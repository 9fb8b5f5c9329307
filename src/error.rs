use serde::{Deserialize, Serialize};
use thiserror::Error;

const START_FALLBACK: &str = "Failed to start system audio capture. Please check permissions.";
const STOP_FALLBACK: &str = "Failed to stop system audio capture.";

/// Errors surfaced by the capture controller.
///
/// These never escape the controller as faults; they end up in the
/// `error` field of [`crate::CaptureStatus`].
#[derive(Debug, Error, Clone, PartialEq, Eq)]
pub enum CaptureError {
    /// Not running inside the native host.
    #[error("System audio capture is only available in the desktop app.")]
    EnvironmentUnsupported,

    /// Host platform does not offer system audio capture.
    #[error("System audio capture is not supported on this platform.")]
    CapabilityUnsupported,

    /// Native start call rejected (permissions, device conflict, ...).
    #[error("{0}")]
    StartFailure(String),

    /// Native stop call rejected; the payload is unavailable.
    #[error("{0}")]
    StopFailure(String),
}

/// Structured error code, serialized alongside the message.
#[derive(Debug, Clone, Copy, PartialEq, Eq, Hash, Serialize, Deserialize)]
#[serde(rename_all = "snake_case")]
pub enum CaptureErrorKind {
    EnvironmentUnsupported,
    CapabilityUnsupported,
    StartFailure,
    StopFailure,
}

impl CaptureError {
    pub fn kind(&self) -> CaptureErrorKind {
        match self {
            Self::EnvironmentUnsupported => CaptureErrorKind::EnvironmentUnsupported,
            Self::CapabilityUnsupported => CaptureErrorKind::CapabilityUnsupported,
            Self::StartFailure(_) => CaptureErrorKind::StartFailure,
            Self::StopFailure(_) => CaptureErrorKind::StopFailure,
        }
    }

    /// Wrap a native start error, falling back to a generic message when
    /// the backend gave none.
    pub fn start_failure(err: &anyhow::Error) -> Self {
        Self::StartFailure(message_or(err, START_FALLBACK))
    }

    /// Wrap a native stop error, falling back to a generic message when
    /// the backend gave none.
    pub fn stop_failure(err: &anyhow::Error) -> Self {
        Self::StopFailure(message_or(err, STOP_FALLBACK))
    }

    /// The payload was captured but the completion handler panicked while
    /// taking it.
    pub fn completion_failure(detail: &str) -> Self {
        Self::StopFailure(format!("Failed to deliver recording: {}", detail))
    }
}

fn message_or(err: &anyhow::Error, fallback: &str) -> String {
    let message = err.to_string();
    if message.trim().is_empty() {
        fallback.to_string()
    } else {
        message
    }
}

□ □ □ □ □

Examine the listing and say how many of its lines contain the string "call". Give the number alone.

2